## [Task prompt]
Going through the data below, copy out each line where the word "struct" shows up.

## [Task material]
"""

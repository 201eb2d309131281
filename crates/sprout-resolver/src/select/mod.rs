//! Greedy version selection over a package's published versions.
//!
//! Selection is local to a single package: given the set of published
//! versions and a range expression, pick the highest version the range
//! admits. There is no backtracking across packages.

use std::collections::BTreeSet;

use sprout_core::types::{PackageInfo, Version, VersionRange};

/// Picks concrete versions for one package from its published set
#[derive(Debug, Clone, Default)]
pub struct VersionSelector {
    versions: BTreeSet<Version>,
}

impl VersionSelector {
    /// Build a selector over an explicit version set
    pub fn new(versions: impl IntoIterator<Item = Version>) -> Self {
        Self {
            versions: versions.into_iter().collect(),
        }
    }

    /// Build a selector over a catalog entry's published versions
    pub fn for_package(package: &PackageInfo) -> Self {
        Self::new(package.available_versions())
    }

    /// Highest version satisfying the range, if any
    pub fn select_best(&self, range: &VersionRange) -> Option<Version> {
        self.versions
            .iter()
            .rev()
            .find(|version| range.matches(version))
            .cloned()
    }

    /// All versions satisfying the range, ascending
    pub fn find_matching(&self, range: &VersionRange) -> Vec<Version> {
        self.versions
            .iter()
            .filter(|version| range.matches(version))
            .cloned()
            .collect()
    }

    /// Whether any published version satisfies the range
    pub fn has_matching(&self, range: &VersionRange) -> bool {
        self.versions.iter().any(|version| range.matches(version))
    }

    /// Whether a single published version satisfies every range at once.
    ///
    /// This is the intersection test conflict detection relies on: two
    /// requirements only conflict when no version can serve both.
    pub fn has_matching_all(&self, ranges: &[&VersionRange]) -> bool {
        self.versions
            .iter()
            .any(|version| ranges.iter().all(|range| range.matches(version)))
    }

    /// Newest published version regardless of ranges
    pub fn highest_version(&self) -> Option<&Version> {
        self.versions.iter().next_back()
    }

    pub fn is_empty(&self) -> bool {
        self.versions.is_empty()
    }

    pub fn len(&self) -> usize {
        self.versions.len()
    }
}
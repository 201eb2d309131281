//! Semantic version type.
//!
//! Versions follow `major.minor.patch[-prerelease]`. Missing minor and patch
//! components default to zero, so `"1"` and `"1.0.0"` parse to the same
//! version. Ordering and equality compare the numeric triple only; the
//! prerelease tag is carried through parsing and display but does not
//! participate in comparison (`1.0.0` and `1.0.0-beta` compare equal).

use std::cmp::Ordering;
use std::fmt;
use std::hash::{Hash, Hasher};
use std::str::FromStr;

use serde::de::Error as _;
use serde::{Deserialize, Deserializer, Serialize, Serializer};

use crate::error::SproutError;

/// Semantic version (major.minor.patch-prerelease)
#[derive(Debug, Clone)]
pub struct Version {
    pub major: u64,
    pub minor: u64,
    pub patch: u64,
    pub prerelease: Option<String>,
}

impl Version {
    /// Create a new version without a prerelease tag
    pub fn new(major: u64, minor: u64, patch: u64) -> Self {
        Self {
            major,
            minor,
            patch,
            prerelease: None,
        }
    }

    /// Check if this is a prerelease version
    pub fn is_prerelease(&self) -> bool {
        self.prerelease.is_some()
    }

    /// Compare by the numeric (major, minor, patch) triple
    pub fn compare(&self, other: &Self) -> Ordering {
        (self.major, self.minor, self.patch).cmp(&(other.major, other.minor, other.patch))
    }
}

impl FromStr for Version {
    type Err = SproutError;

    fn from_str(s: &str) -> Result<Self, Self::Err> {
        let input = s.trim();

        // Split on '-' for prerelease
        let (core_part, prerelease) = match input.split_once('-') {
            Some((c, p)) if !c.is_empty() && !p.is_empty() => (c, Some(p.to_string())),
            Some(_) => {
                return Err(SproutError::VersionParse {
                    input: input.to_string(),
                })
            },
            None => (input, None),
        };

        // Parse major[.minor[.patch]], missing components default to 0
        let parts: Vec<&str> = core_part.split('.').collect();
        if parts.is_empty() || parts.len() > 3 {
            return Err(SproutError::VersionParse {
                input: input.to_string(),
            });
        }

        let component = |idx: usize| -> Result<u64, SproutError> {
            match parts.get(idx) {
                Some(text) => text.parse().map_err(|_| SproutError::VersionParse {
                    input: input.to_string(),
                }),
                None => Ok(0),
            }
        };

        Ok(Version {
            major: component(0)?,
            minor: component(1)?,
            patch: component(2)?,
            prerelease,
        })
    }
}

impl fmt::Display for Version {
    fn fmt(&self, f: &mut fmt::Formatter<'_>) -> fmt::Result {
        write!(f, "{}.{}.{}", self.major, self.minor, self.patch)?;
        if let Some(ref pre) = self.prerelease {
            write!(f, "-{}", pre)?;
        }
        Ok(())
    }
}

// Equality and ordering intentionally ignore the prerelease tag.
impl PartialEq for Version {
    fn eq(&self, other: &Self) -> bool {
        self.compare(other) == Ordering::Equal
    }
}

impl Eq for Version {}

impl Hash for Version {
    fn hash<H: Hasher>(&self, state: &mut H) {
        (self.major, self.minor, self.patch).hash(state);
    }
}

impl PartialOrd for Version {
    fn partial_cmp(&self, other: &Self) -> Option<Ordering> {
        Some(self.cmp(other))
    }
}

impl Ord for Version {
    fn cmp(&self, other: &Self) -> Ordering {
        self.compare(other)
    }
}

impl Serialize for Version {
    fn serialize<S: Serializer>(&self, serializer: S) -> Result<S::Ok, S::Error> {
        serializer.serialize_str(&self.to_string())
    }
}

impl<'de> Deserialize<'de> for Version {
    fn deserialize<D: Deserializer<'de>>(deserializer: D) -> Result<Self, D::Error> {
        let text = String::deserialize(deserializer)?;
        text.parse().map_err(D::Error::custom)
    }
}

#[cfg(test)]
mod tests {
    use super::*;

    #[test]
    fn test_version_parsing() {
        let v: Version = "1.2.3".parse().unwrap();
        assert_eq!(v.major, 1);
        assert_eq!(v.minor, 2);
        assert_eq!(v.patch, 3);
        assert_eq!(v.prerelease, None);
    }

    #[test]
    fn test_missing_components_default_to_zero() {
        let v: Version = "1".parse().unwrap();
        assert_eq!((v.major, v.minor, v.patch), (1, 0, 0));

        let v: Version = "2.5".parse().unwrap();
        assert_eq!((v.major, v.minor, v.patch), (2, 5, 0));
    }

    #[test]
    fn test_version_with_prerelease() {
        let v: Version = "1.2.3-alpha.1".parse().unwrap();
        assert_eq!(v.prerelease, Some("alpha.1".to_string()));
        assert_eq!(v.to_string(), "1.2.3-alpha.1");
    }

    #[test]
    fn test_invalid_versions() {
        assert!("".parse::<Version>().is_err());
        assert!("a.b.c".parse::<Version>().is_err());
        assert!("1.2.3.4".parse::<Version>().is_err());
        assert!("-beta".parse::<Version>().is_err());
    }

    #[test]
    fn test_numeric_not_lexicographic_comparison() {
        let v9: Version = "0.9.0".parse().unwrap();
        let v10: Version = "0.10.0".parse().unwrap();
        assert!(v10 > v9);

        let a: Version = "10.0.0".parse().unwrap();
        let b: Version = "9.0.0".parse().unwrap();
        assert!(a > b);
    }

    #[test]
    fn test_prerelease_ignored_in_comparison() {
        let release: Version = "1.0.0".parse().unwrap();
        let beta: Version = "1.0.0-beta".parse().unwrap();
        assert_eq!(release, beta);
        assert_eq!(release.compare(&beta), Ordering::Equal);
    }

    #[test]
    fn test_version_ordering() {
        let v1 = Version::new(1, 0, 0);
        let v2 = Version::new(2, 0, 0);
        let v3 = Version::new(1, 1, 0);

        assert!(v1 < v2);
        assert!(v1 < v3);
        assert!(v3 < v2);
    }
}

#[cfg(test)]
mod property_tests {
    use super::*;
    use proptest::prelude::*;

    proptest! {
        #[test]
        fn version_round_trip(
            major in 0u64..1000,
            minor in 0u64..1000,
            patch in 0u64..1000,
            prerelease in prop::option::of("[a-zA-Z0-9.]{1,12}")
        ) {
            let original = Version {
                major,
                minor,
                patch,
                prerelease: prerelease.clone(),
            };

            let parsed: Version = original.to_string().parse().unwrap();

            prop_assert_eq!(parsed.major, original.major);
            prop_assert_eq!(parsed.minor, original.minor);
            prop_assert_eq!(parsed.patch, original.patch);
            prop_assert_eq!(parsed.prerelease, original.prerelease);
        }
    }

    proptest! {
        #[test]
        fn version_comparison_transitivity(
            a in (0u64..100, 0u64..100, 0u64..100),
            b in (0u64..100, 0u64..100, 0u64..100),
            c in (0u64..100, 0u64..100, 0u64..100),
        ) {
            let a = Version::new(a.0, a.1, a.2);
            let b = Version::new(b.0, b.1, b.2);
            let c = Version::new(c.0, c.1, c.2);

            if a < b && b < c {
                prop_assert!(a < c);
            }
            if a > b && b > c {
                prop_assert!(a > c);
            }
        }
    }
}
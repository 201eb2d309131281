//! Command implementations and dispatch logic.
//!
//! Each command is an async function taking a [`CommandContext`]. Conflict
//! and confirmation handling goes through the engine's policy interface:
//! `--yes` selects auto-approval, otherwise conflicts are printed and the
//! operation aborts, and removals prompt on stdin.

use std::io::Write;
use std::sync::Arc;

use tracing::info;

use sprout_core::error::{SproutError, SproutResult};
use sprout_core::types::Version;
use sprout_engine::{ConflictDecision, ConflictPolicy, EngineConfig, NoopHooks, OperationManager};
use sprout_resolver::DependencyConflict;

pub mod info;
pub mod install;
pub mod list;
pub mod uninstall;

use crate::output::OutputHandler;
use crate::Commands;

/// Shared context for all commands
pub struct CommandContext {
    pub config: EngineConfig,
    pub output: OutputHandler,
}

impl CommandContext {
    /// Load configuration and build the command context
    pub async fn new() -> SproutResult<Self> {
        let config = EngineConfig::load_or_default().await?;
        Ok(Self {
            config,
            output: OutputHandler::new(),
        })
    }

    /// Build an operation manager with the given policy
    pub fn manager(&self, policy: Arc<dyn ConflictPolicy>) -> SproutResult<OperationManager> {
        OperationManager::new(&self.config, policy, Arc::new(NoopHooks))
    }
}

/// Dispatch a command to its handler
pub async fn dispatch_command(command: Commands, ctx: &CommandContext) -> SproutResult<()> {
    match command {
        Commands::Install { package, yes } => {
            info!("Installing package: {}", package);
            install::execute(package, yes, ctx).await
        },
        Commands::Uninstall { package, yes } => {
            info!("Uninstalling package: {}", package);
            uninstall::execute(package, yes, ctx).await
        },
        Commands::List { installed } => list::execute(installed, ctx).await,
        Commands::Info { package } => info::execute(package, ctx).await,
    }
}

/// Interactive policy: prints conflicts and aborts, prompts for removals
pub struct PromptPolicy {
    output: OutputHandler,
}

impl PromptPolicy {
    pub fn new(output: OutputHandler) -> Self {
        Self { output }
    }
}

impl ConflictPolicy for PromptPolicy {
    fn resolve_conflicts(&self, conflicts: &[DependencyConflict]) -> ConflictDecision {
        self.output.warn("Dependency conflicts detected:");
        for conflict in conflicts {
            self.output.line(&format!("  {}", conflict));
        }
        self.output.info("Re-run with --yes to install anyway.");
        ConflictDecision::Abort
    }

    fn confirm_uninstall(&self, package: &str) -> bool {
        print!("Remove '{}'? [y/N] ", package);
        let _ = std::io::stdout().flush();

        let mut answer = String::new();
        if std::io::stdin().read_line(&mut answer).is_err() {
            return false;
        }
        matches!(answer.trim().to_lowercase().as_str(), "y" | "yes")
    }
}

/// Split a `name@version` argument into its parts
pub fn parse_package_spec(spec: &str) -> SproutResult<(String, Option<Version>)> {
    match spec.rsplit_once('@') {
        // A leading '@' is a scope marker, not a version separator.
        Some((name, version)) if !name.is_empty() => {
            let version = version.parse().map_err(|_| SproutError::VersionParse {
                input: version.to_string(),
            })?;
            Ok((name.to_string(), Some(version)))
        },
        _ => Ok((spec.to_string(), None)),
    }
}
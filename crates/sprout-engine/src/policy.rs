//! Conflict and confirmation decisions, decoupled from any presentation layer.
//!
//! Callers supply a [`ConflictPolicy`] instead of the engine blocking on a
//! dialog. Interactive frontends prompt the user; tests and `--yes` runs use
//! the doubles below.

use sprout_resolver::DependencyConflict;

/// Decision returned when conflicts are found before an install
#[derive(Debug, Clone, Copy, PartialEq, Eq)]
pub enum ConflictDecision {
    /// Install anyway
    Proceed,
    /// Halt with no side effects
    Abort,
}

/// Resolves conflict and uninstall confirmations on behalf of the caller
pub trait ConflictPolicy: Send + Sync {
    /// Decide whether to proceed despite the given conflicts
    fn resolve_conflicts(&self, conflicts: &[DependencyConflict]) -> ConflictDecision;

    /// Confirm removal of an installed package
    fn confirm_uninstall(&self, package: &str) -> bool;
}

/// Proceeds through every conflict and confirmation
#[derive(Debug, Clone, Copy, Default)]
pub struct AutoApprove;

impl ConflictPolicy for AutoApprove {
    fn resolve_conflicts(&self, _conflicts: &[DependencyConflict]) -> ConflictDecision {
        ConflictDecision::Proceed
    }

    fn confirm_uninstall(&self, _package: &str) -> bool {
        true
    }
}

/// Aborts on any conflict and denies every confirmation
#[derive(Debug, Clone, Copy, Default)]
pub struct AutoReject;

impl ConflictPolicy for AutoReject {
    fn resolve_conflicts(&self, _conflicts: &[DependencyConflict]) -> ConflictDecision {
        ConflictDecision::Abort
    }

    fn confirm_uninstall(&self, _package: &str) -> bool {
        false
    }
}
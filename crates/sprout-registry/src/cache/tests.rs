//! Unit tests for the metadata cache

use super::*;

fn sample_entry(name: &str) -> PackageEntry {
    serde_json::from_value(serde_json::json!({
        "name": name,
        "dist-tags": { "latest": "1.0.0" },
        "versions": {
            "1.0.0": { "version": "1.0.0" }
        }
    }))
    .unwrap()
}

#[test]
fn test_insert_and_get() {
    let cache = MetadataCache::new();
    cache.insert("logger".to_string(), sample_entry("logger"));

    let fetched = cache.get("logger").unwrap();
    assert_eq!(fetched.name, "logger");
    assert!(cache.contains_fresh("logger"));
}

#[test]
fn test_get_missing() {
    let cache = MetadataCache::new();
    assert!(cache.get("nonexistent").is_none());
    assert!(!cache.contains_fresh("nonexistent"));
}

#[test]
fn test_expired_entry_is_evicted_on_get() {
    let cache = MetadataCache::new();
    cache.insert_with_ttl(
        "logger".to_string(),
        sample_entry("logger"),
        Duration::from_secs(0),
    );

    assert!(cache.get("logger").is_none());
    assert_eq!(cache.stats().total_entries, 0);
}

#[test]
fn test_stats_counts_fresh_and_stale() {
    let cache = MetadataCache::new();
    cache.insert("fresh".to_string(), sample_entry("fresh"));
    cache.insert_with_ttl(
        "stale".to_string(),
        sample_entry("stale"),
        Duration::from_secs(0),
    );

    let stats = cache.stats();
    assert_eq!(stats.total_entries, 2);
    assert_eq!(stats.fresh_entries, 1);
    assert_eq!(stats.stale_entries, 1);
}

#[test]
fn test_cleanup_removes_only_stale() {
    let cache = MetadataCache::new();
    cache.insert("fresh".to_string(), sample_entry("fresh"));
    cache.insert_with_ttl(
        "stale".to_string(),
        sample_entry("stale"),
        Duration::from_secs(0),
    );

    let removed = cache.cleanup();
    assert_eq!(removed, 1);
    assert!(cache.contains_fresh("fresh"));
    assert!(!cache.contains_fresh("stale"));
}

#[test]
fn test_clear() {
    let cache = MetadataCache::new();
    cache.insert("a".to_string(), sample_entry("a"));
    cache.insert("b".to_string(), sample_entry("b"));

    cache.clear();
    assert_eq!(cache.stats().total_entries, 0);
}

"""

## [Answer box]
pub struct VersionSelector {
pub struct Version {
pub struct CommandContext {
pub struct PromptPolicy {
pub struct AutoApprove;
pub struct AutoReject;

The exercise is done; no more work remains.